“With previous governments there was always an attempt to at least try to appear as if they were complying with domestic or international human rights law and to respect the courts and human rights institutions,” HRW director Yasmine Ahmed said. “Now there is no attempt to do this – in fact, it’s quite the opposite.”
“Rishi Sunak’s government must know that even scrapping the Human Rights Act will not prevent it from facing significant legal barriers to its Rwanda policy, but what we’re seeing is the UK moving towards a place where the government feels it can undermine the integrity of the judiciary, undermine or scrap human rights laws that don’t serve its current political agenda, and create new laws that do. This is a dangerous place to find ourselves in. This can start to look very much like authoritarianism.”
“Not only is the government talking about ripping up domestic human rights law and ignoring its international obligations, it has launched an open attack on the right to peacefully demonstrate, is locking up climate protesters, criminalising refugees and has given the police unprecedented powers over citizens,” Ahmed said.
This is the best summary I could come up with:
In an exclusive interview with the Guardian, Yasmine Ahmed, who has been the UK director of HRW since November 2020, said the government indicating it could “disapply” the Human Rights Act to an emergency bill that will allow it to send asylum seekers to Rwanda – despite the supreme court ruling the policy illegal – is part of an escalating attack on human rights.
She continued: “Rishi Sunak’s government must know that even scrapping the Human Rights Act will not prevent it from facing significant legal barriers to its Rwanda policy, but what we’re seeing is the UK moving towards a place where the government feels it can undermine the integrity of the judiciary, undermine or scrap human rights laws that don’t serve its current political agenda, and create new laws that do.
“Not only is the government talking about ripping up domestic human rights law and ignoring its international obligations, it has launched an open attack on the right to peacefully demonstrate, is locking up climate protesters, criminalising refugees and has given the police unprecedented powers over citizens,” Ahmed said.

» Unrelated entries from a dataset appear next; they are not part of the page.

//! Candidate and verdict types.
//!
//! A candidate is one model attempt at a problem card. The problem
//! specification is kept as an open JSON object because its schema belongs to
//! the external verifier; the runtime fixture is typed because the pipeline
//! repairs its cross-reference to the specification.

use serde::{Deserialize, Serialize};
use serde_json::{Map, Number, Value};

/// Deterministic fixture the verifier runs the reference solution against.
#[derive(Debug, Clone, PartialEq, Serialize, Deserialize)]
#[serde(rename_all = "camelCase")]
pub struct RuntimeFixture {
    /// Must equal `problem_spec.id`
    pub problem_id: String,

    pub seed: Number,

    /// Entry point the learner implements
    pub function_name: String,

    /// Argument order for `function_name`
    pub input_order: Vec<String>,

    pub inputs: Map<String, Value>,

    pub expected_output: Vec<Value>,

    pub test_cases: Vec<Value>,

    /// Fields the pipeline does not interpret, passed through untouched
    #[serde(flatten)]
    pub extra: Map<String, Value>,
}

/// Structured model output for one iteration.
#[derive(Debug, Clone, PartialEq, Serialize, Deserialize)]
pub struct GeneratedCandidate {
    pub problem_spec: Map<String, Value>,
    pub runtime_fixture: RuntimeFixture,
    pub reference_solution: String,
    #[serde(default)]
    pub refinement_notes: String,
}

impl GeneratedCandidate {
    /// Identifier of the generated problem, if the specification carries one.
    pub fn problem_id(&self) -> Option<&str> {
        self.problem_spec.get("id").and_then(Value::as_str)
    }

    /// The candidate in the JSON envelope shape the model is asked to emit.
    pub fn to_payload(&self) -> Value {
        serde_json::to_value(self).unwrap_or(Value::Null)
    }
}

/// Status tier assigned by the verifier.
#[derive(Debug, Clone, Copy, PartialEq, Eq, Serialize, Deserialize)]
#[serde(rename_all = "snake_case")]
pub enum VerdictStatus {
    Verified,
    #[serde(alias = "needs-review", alias = "needsReview")]
    NeedsReview,
    Rejected,
    /// Any status this pipeline does not recognise
    #[serde(other)]
    Unknown,
}

impl VerdictStatus {
    /// Tier score used for ranking: verified=2, needs-review=1, otherwise 0.
    pub fn tier_score(self) -> i64 {
        match self {
            Self::Verified => 2,
            Self::NeedsReview => 1,
            Self::Rejected | Self::Unknown => 0,
        }
    }
}

impl std::fmt::Display for VerdictStatus {
    fn fmt(&self, f: &mut std::fmt::Formatter<'_>) -> std::fmt::Result {
        match self {
            VerdictStatus::Verified => write!(f, "verified"),
            VerdictStatus::NeedsReview => write!(f, "needs_review"),
            VerdictStatus::Rejected => write!(f, "rejected"),
            VerdictStatus::Unknown => write!(f, "unknown"),
        }
    }
}

/// Verifier judgment of a candidate. Read-only to the pipeline.
#[derive(Debug, Clone, PartialEq, Eq, Serialize, Deserialize)]
pub struct VerificationVerdict {
    pub status: VerdictStatus,
    #[serde(default)]
    pub blockers: Vec<String>,
    #[serde(default)]
    pub warnings: Vec<String>,
}

impl VerificationVerdict {
    pub fn is_verified(&self) -> bool {
        self.status == VerdictStatus::Verified
    }
}

#[cfg(test)]
mod tests {
    use super::*;
    use serde_json::json;

    #[test]
    fn test_status_spellings() {
        let verdict: VerificationVerdict =
            serde_json::from_value(json!({"status": "needs-review"})).unwrap();
        assert_eq!(verdict.status, VerdictStatus::NeedsReview);
        assert!(verdict.blockers.is_empty());

        let verdict: VerificationVerdict =
            serde_json::from_value(json!({"status": "needs_review", "warnings": ["w"]})).unwrap();
        assert_eq!(verdict.status, VerdictStatus::NeedsReview);
        assert_eq!(verdict.warnings, vec!["w"]);

        let verdict: VerificationVerdict =
            serde_json::from_value(json!({"status": "exploded"})).unwrap();
        assert_eq!(verdict.status, VerdictStatus::Unknown);
        assert_eq!(verdict.status.tier_score(), 0);
    }

    #[test]
    fn test_fixture_keeps_unknown_fields() {
        let fixture: RuntimeFixture = serde_json::from_value(json!({
            "problemId": "attn-1",
            "seed": 7,
            "functionName": "attention",
            "inputOrder": ["q", "k", "v"],
            "inputs": {"q": [[1.0]], "k": [[1.0]], "v": [[2.0]]},
            "expectedOutput": [[2.0]],
            "testCases": [],
            "tolerance": 1e-6
        }))
        .unwrap();

        assert_eq!(fixture.extra.get("tolerance"), Some(&json!(1e-6)));
        let back = serde_json::to_value(&fixture).unwrap();
        assert_eq!(back["tolerance"], json!(1e-6));
        assert_eq!(back["problemId"], json!("attn-1"));
    }
}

“This approach not only discredits and undermines our ability to hold other human rights violators to account on the international stage, but it creates a model of governance that puts political ideology over a state’s legal obligation to uphold basic human rights that were put into law to protect us all.
She says that in recent weeks, attempts to stop pro-Palestinian protests by the then home secretary, Suella Braverman, and the government’s attacks on the supreme court’s ruling that its Rwanda asylum policy is illegal shows how emboldened the state has become in showing contempt for human rights.
“They have been successful in making us believe that ripping up human rights laws and putting new ones in place will only affect vulnerable and controversial groups,” she said.